Keystone (archivio)
ITALIA
08.10.2019 - 07:340

Nessun beneficio per Giovanni Brusca: dopo 23 anni rimane in carcere

Detenuto per la strage di Capaci e altri crimini efferati, al boss mafioso sono stati negati i domiciliari. I magistrati: «Non si è ravveduto a sufficienza»

ROMA - Niente arresti domiciliari per Giovanni Brusca, in carcere da 23 anni per la strage di Capaci e altri crimini efferati come aver sciolto nell'acido il figlio tredicenne del pentito Giuseppe Di Matteo.
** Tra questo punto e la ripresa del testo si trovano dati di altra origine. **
//! # Sintaxe: Verificação Leve de Texto Prolog
//!
//! O leitor do Scryer não tolera entrada malformada vinda do modelo: um
//! objetivo que não parseia derruba a consulta com pânico, e uma cláusula
//! quebrada no arquivo faz a recarga perder a KB inteira em silêncio. Este
//! módulo barra o texto **antes** de ele chegar ao motor ou ao arquivo.
//!
//! ## O Que É Verificado
//!
//! | Problema | Exemplo |
//! |----------|---------|
//! | Parênteses/colchetes desbalanceados | `parent(tom, X.` |
//! | Argumento vazio | `bar(X, )`, `foo(,a)`, `f()` |
//! | Operador sem operando à direita | `foo(X) :- .` |
//! | Dois termos sem operador entre eles | `foo(X Y)` |
//! | Aspas ou comentário de bloco não fechados | `name('bob).` |
//! | Cláusula sem ponto final | `parent(tom, bob)` |
//!
//! Não é um parser Prolog completo: tabela de operadores e prioridades não
//! são avaliadas. O que passa aqui ainda pode ser recusado pelo motor.
//!
//! ## Cabeças
//!
//! [`check_program`] devolve o indicador `nome/aridade` da cabeça de cada
//! cláusula, usado para conferir que a recarga definiu o que o texto define:
//!
//! ```text
//! parent(tom, bob).               → parent/2
//! ancestor(X, Y) :- parent(X, Y). → ancestor/2
//! ready.                          → ready/0
//! :- dynamic(seen/1).             → (diretiva, ignorada)
//! ```

use logos::Logos;
use thiserror::Error;

/// Átomos alfanuméricos que a tabela padrão declara como operadores.
const OPERATOR_WORDS: &[&str] = &[
    "is",
    "mod",
    "rem",
    "xor",
    "div",
    "rdiv",
    "dynamic",
    "discontiguous",
    "initialization",
    "multifile",
    "meta_predicate",
    "table",
];

/// Texto Prolog recusado pela verificação.
#[derive(Clone, Debug, PartialEq, Eq, Error)]
#[error("syntax error at byte {offset}: {reason}")]
pub struct SyntaxError {
    /// Posição (em bytes) onde o problema foi detectado.
    pub offset: usize,
    pub reason: &'static str,
}

impl SyntaxError {
    fn new(offset: usize, reason: &'static str) -> Self {
        Self { offset, reason }
    }
}

#[derive(Clone, Copy, Debug, PartialEq, Eq)]
enum Kind {
    Name,
    Symbol,
    Quoted,
    Var,
    Number,
    Str,
    Cut,
    Comma,
    Bar,
    Open(char),
    Close(char),
    End,
}

#[derive(Clone, Copy, Debug)]
struct Token<'a> {
    kind: Kind,
    text: &'a str,
    offset: usize,
    /// Havia espaço (ou comentário) antes do token.
    spaced: bool,
}

impl Token<'_> {
    fn is_operator(&self) -> bool {
        self.kind == Kind::Symbol || (self.kind == Kind::Name && OPERATOR_WORDS.contains(&self.text))
    }

    fn starts_term(&self) -> bool {
        matches!(
            self.kind,
            Kind::Name | Kind::Quoted | Kind::Var | Kind::Number | Kind::Str | Kind::Cut | Kind::Open(_)
        )
    }

    fn ends_term(&self) -> bool {
        matches!(
            self.kind,
            Kind::Name | Kind::Quoted | Kind::Var | Kind::Number | Kind::Str | Kind::Cut | Kind::Close(_)
        )
    }

    /// Fecha um operando de verdade (não um átomo-operador).
    fn ends_operand(&self) -> bool {
        self.ends_term() && !self.is_operator()
    }

    fn separates(&self) -> bool {
        matches!(self.kind, Kind::Comma | Kind::Bar | Kind::Close(_) | Kind::End)
    }
}

/// Verifica um programa (uma ou mais cláusulas terminadas em ponto).
///
/// # Retorno
///
/// Indicadores `(nome, aridade)` das cabeças reconhecíveis, sem repetição,
/// na ordem em que aparecem.
pub fn check_program(source: &str) -> Result<Vec<(String, usize)>, SyntaxError> {
    let tokens = tokenize(source)?;
    let mut heads: Vec<(String, usize)> = Vec::new();
    for clause in clauses(&tokens, source.len())? {
        if let Some(head) = head_of(clause) {
            if !heads.contains(&head) {
                heads.push(head);
            }
        }
    }
    Ok(heads)
}

/// Verifica um objetivo de consulta: exatamente uma cláusula.
///
/// O ponto final é opcional.
pub fn check_goal(goal: &str) -> Result<(), SyntaxError> {
    let goal = goal.trim();
    let terminated;
    let goal = if goal.ends_with('.') {
        goal
    } else {
        terminated = format!("{}.", goal);
        &terminated
    };

    let tokens = tokenize(goal)?;
    match clauses(&tokens, goal.len())?.as_slice() {
        [_] => Ok(()),
        [] => Err(SyntaxError::new(0, "empty goal")),
        [_, second, ..] => Err(SyntaxError::new(second[0].offset, "more than one clause in goal")),
    }
}

/// Separa os tokens em cláusulas, validando cada uma.
///
/// Cada fatia devolvida inclui o token de fim.
fn clauses<'t, 'a>(tokens: &'t [Token<'a>], len: usize) -> Result<Vec<&'t [Token<'a>]>, SyntaxError> {
    let mut found = Vec::new();
    let mut stack: Vec<char> = Vec::new();
    let mut start = 0;

    for (index, token) in tokens.iter().enumerate() {
        let prev = index.checked_sub(1).filter(|&p| p >= start).map(|p| &tokens[p]);
        let before_prev = index.checked_sub(2).filter(|&p| p >= start).map(|p| &tokens[p]);

        if token.separates() {
            match prev {
                None => return Err(SyntaxError::new(token.offset, "missing term")),
                Some(p) if matches!(p.kind, Kind::Comma | Kind::Bar) => {
                    return Err(SyntaxError::new(token.offset, "missing argument"));
                }
                Some(p) => match (p.kind, token.kind) {
                    (Kind::Open('['), Kind::Close(']')) | (Kind::Open('{'), Kind::Close('}')) => {}
                    (Kind::Open(_), _) => {
                        return Err(SyntaxError::new(token.offset, "missing argument"));
                    }
                    _ if p.is_operator() && before_prev.is_some_and(Token::ends_operand) => {
                        return Err(SyntaxError::new(token.offset, "operator without right operand"));
                    }
                    _ => {}
                },
            }
        }

        if token.starts_term() {
            if let Some(p) = prev {
                let call = token.kind == Kind::Open('(')
                    && !token.spaced
                    && matches!(p.kind, Kind::Name | Kind::Quoted);
                let operator_word = |t: &Token| t.kind == Kind::Name && t.is_operator();
                if p.ends_term() && !call && !operator_word(p) && !operator_word(token) {
                    return Err(SyntaxError::new(token.offset, "operator expected"));
                }
            }
        }

        match token.kind {
            Kind::Open(c) => stack.push(c),
            Kind::Close(c) => {
                let expected = match c {
                    ')' => '(',
                    ']' => '[',
                    _ => '{',
                };
                if stack.pop() != Some(expected) {
                    return Err(SyntaxError::new(token.offset, "unbalanced bracket"));
                }
            }
            Kind::End => {
                if !stack.is_empty() {
                    return Err(SyntaxError::new(token.offset, "unclosed bracket before end of clause"));
                }
                found.push(&tokens[start..=index]);
                start = index + 1;
            }
            _ => {}
        }
    }

    if start < tokens.len() {
        let offset = if stack.is_empty() { len } else { tokens[start].offset };
        return Err(SyntaxError::new(offset, "clause without terminating period"));
    }
    Ok(found)
}

/// Indicador da cabeça de uma cláusula já validada.
///
/// Só reconhece cabeças `nome(...)` ou `nome` seguidas de `:-` ou do fim;
/// diretivas, DCG e cabeças em forma de operador ficam de fora.
fn head_of(clause: &[Token]) -> Option<(String, usize)> {
    let name = clause.first().filter(|t| t.kind == Kind::Name)?;
    let (arity, rest) = match clause.get(1) {
        Some(open) if open.kind == Kind::Open('(') && !open.spaced => {
            let mut depth = 0usize;
            let mut arity = 1;
            let mut close = None;
            for (index, token) in clause.iter().enumerate().skip(1) {
                match token.kind {
                    Kind::Open(_) => depth += 1,
                    Kind::Close(_) => {
                        depth -= 1;
                        if depth == 0 {
                            close = Some(index);
                            break;
                        }
                    }
                    Kind::Comma if depth == 1 => arity += 1,
                    _ => {}
                }
            }
            (arity, close? + 1)
        }
        _ => (0, 1),
    };

    let follows = clause.get(rest)?;
    let defines = follows.kind == Kind::End || (follows.kind == Kind::Symbol && follows.text == ":-");
    defines.then(|| (name.text.to_string(), arity))
}

/// Classes léxicas do Prolog, reconhecidas pelo DFA do logos.
#[derive(Logos, Clone, Copy, Debug, PartialEq, Eq)]
#[logos(skip r"[ \t\r\n\f]+")]
#[logos(skip r"%[^\n]*")]
enum Lexeme {
    #[regex(r"/\*([^*]|\*+[^*/])*\*+/", logos::skip, priority = 20)]
    BlockComment,

    #[regex(r"\p{Ll}[\p{L}\p{N}_]*")]
    Name,

    #[regex(r"[\p{Lu}_][\p{L}\p{N}_]*")]
    Var,

    #[regex(r"[0-9][0-9A-Za-z_]*(\.[0-9]+([eE][+-]?[0-9]+)?)?")]
    #[regex(r"0'(\\.|''|[^\\'])")]
    Number,

    #[regex(r"'([^'\\]|\\.|'')*'")]
    Quoted,

    #[regex(r#""([^"\\]|\\.|"")*""#)]
    #[regex(r"`([^`\\]|\\.|``)*`")]
    Str,

    #[regex(r"[+\-*/\\^<>=~:.?@#&$]+")]
    Symbol,

    #[token(";")]
    Semicolon,

    #[token("!")]
    Cut,

    #[token(",")]
    Comma,

    #[token("|")]
    Bar,

    #[token("(")]
    OpenParen,
    #[token(")")]
    CloseParen,
    #[token("[")]
    OpenBracket,
    #[token("]")]
    CloseBracket,
    #[token("{")]
    OpenCurly,
    #[token("}")]
    CloseCurly,
}

/// Tokenizador: DFA do logos + reclassificação do ponto final.
///
/// Um `.` isolado seguido de espaço, `%` ou fim de texto fecha a cláusula.
fn tokenize(source: &str) -> Result<Vec<Token<'_>>, SyntaxError> {
    let mut lex = Lexeme::lexer(source);
    let mut tokens = Vec::new();
    let mut prev_end = None;

    while let Some(lexeme) = lex.next() {
        let span = lex.span();
        let text = lex.slice();
        let Ok(lexeme) = lexeme else {
            let reason = if text.starts_with(['\'', '"', '`']) {
                "unterminated quoted text"
            } else {
                "unexpected character"
            };
            return Err(SyntaxError::new(span.start, reason));
        };

        let kind = match lexeme {
            Lexeme::Symbol if text.starts_with("/*") => {
                return Err(SyntaxError::new(span.start, "unterminated block comment"));
            }
            Lexeme::Symbol if text == "." => {
                let next = source[span.end..].chars().next();
                if next.map_or(true, |c| c.is_whitespace() || c == '%') {
                    Kind::End
                } else {
                    Kind::Symbol
                }
            }
            Lexeme::Symbol | Lexeme::Semicolon => Kind::Symbol,
            Lexeme::Name => Kind::Name,
            Lexeme::Var => Kind::Var,
            Lexeme::Number => Kind::Number,
            Lexeme::Quoted => Kind::Quoted,
            Lexeme::Str => Kind::Str,
            Lexeme::Cut => Kind::Cut,
            Lexeme::Comma => Kind::Comma,
            Lexeme::Bar => Kind::Bar,
            Lexeme::OpenParen => Kind::Open('('),
            Lexeme::CloseParen => Kind::Close(')'),
            Lexeme::OpenBracket => Kind::Open('['),
            Lexeme::CloseBracket => Kind::Close(']'),
            Lexeme::OpenCurly => Kind::Open('{'),
            Lexeme::CloseCurly => Kind::Close('}'),
            Lexeme::BlockComment => continue,
        };

        tokens.push(Token {
            kind,
            text,
            offset: span.start,
            spaced: prev_end != Some(span.start),
        });
        prev_end = Some(span.end);
    }

    Ok(tokens)
}

#[cfg(test)]
mod tests {
    use super::*;

    #[test]
    fn well_formed_clauses_pass() {
        let kb = "\
% família
parent(tom, bob).
parent(tom, 'Liz Smith').
ancestor(X, Y) :- parent(X, Y).
ancestor(X, Y) :- parent(X, Z), ancestor(Z, Y).
older(X, Y) :- age(X, A), age(Y, B), A > B, \\+ X = Y.
list_len([], 0).
list_len([_|T], N) :- list_len(T, M), N is M + 1.
ratio(X) :- X is 3.14 * 2.0e-3, X =\\= 0'a.
/* bloco */ ready.
:- dynamic(seen/1).
";
        let heads = check_program(kb).unwrap();
        assert_eq!(
            heads,
            vec![
                ("parent".to_string(), 2),
                ("ancestor".to_string(), 2),
                ("older".to_string(), 2),
                ("list_len".to_string(), 2),
                ("ratio".to_string(), 1),
                ("ready".to_string(), 0),
            ]
        );
    }

    #[test]
    fn goals_pass() {
        assert!(check_goal("parent(tom, X)").is_ok());
        assert!(check_goal("parent(tom, X), male(X).").is_ok());
        assert!(check_goal("(parent(tom, X) ; parent(bob, X)), X \\== liz.").is_ok());
        assert!(check_goal("findall(X, member(X, [a, b|T]), L).").is_ok());
    }

    #[test]
    fn unbalanced_goal_is_rejected() {
        let err = check_goal("parent(tom, X.").unwrap_err();
        assert_eq!(err.reason, "unclosed bracket before end of clause");
        assert!(check_goal("parent(tom, X)).").is_err());
        assert!(check_goal("member(X, [a, b).").is_err());
    }

    #[test]
    fn dangling_argument_is_rejected() {
        assert!(check_program("foo(X) :- bar(X, .").is_err());
        assert!(check_program("foo(X) :- bar(X, ).").is_err());
        assert!(check_program("foo(,a).").is_err());
        assert!(check_program("foo().").is_err());
    }

    #[test]
    fn missing_operand_is_rejected() {
        let err = check_program("foo(X) :- .").unwrap_err();
        assert_eq!(err.reason, "operator without right operand");
        assert!(check_goal("X = .").is_err());
        // Átomo-operador como argumento é um termo válido.
        assert!(check_goal("X = (+).").is_ok());
    }

    #[test]
    fn adjacent_terms_are_rejected() {
        assert!(check_goal("foo(X Y).").is_err());
        assert!(check_goal("foo (a).").is_err());
        assert!(check_goal("foo(a) bar(b).").is_err());
        assert!(check_goal("X is 1 + 2.").is_ok());
    }

    #[test]
    fn unterminated_text_is_rejected() {
        assert!(check_program("name('bob).").is_err());
        assert!(check_program("/* aberto\nparent(tom, bob).").is_err());
        assert!(check_program("parent(tom, bob)").is_err());
        assert!(check_program("parent(tom, bob). parent(tom,").is_err());
    }

    #[test]
    fn goal_must_be_a_single_clause() {
        assert!(check_goal("a. b.").is_err());
        assert!(check_goal("   ").is_err());
    }

    #[test]
    fn error_reports_position() {
        let err = check_goal("foo(a, , b).").unwrap_err();
        assert_eq!(err.offset, 7);
        assert_eq!(err.to_string(), "syntax error at byte 7: missing argument");
    }
}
A decidere che il boss mafioso resti in carcere, a Rebibbia dove è recluso, è stata la prima sezione penale della Corte di Cassazione, dopo che la Procura nella sua requisitoria aveva chiesto di negare i domiciliari chiesti da Brusca perché non si sarebbe ravveduto a sufficienza.

Anche Maria Falcone che da anni custodisce la memoria del fratello Giovanni, ucciso nel 1992 dal tritolo di Cosa Nostra insieme alla moglie e agli uomini della scorta, è contraria ad altri benefici per il killer che da anni cerca di uscire dalla cella e scontare la pena in una località protetta dal Servizio centrale di protezione della polizia.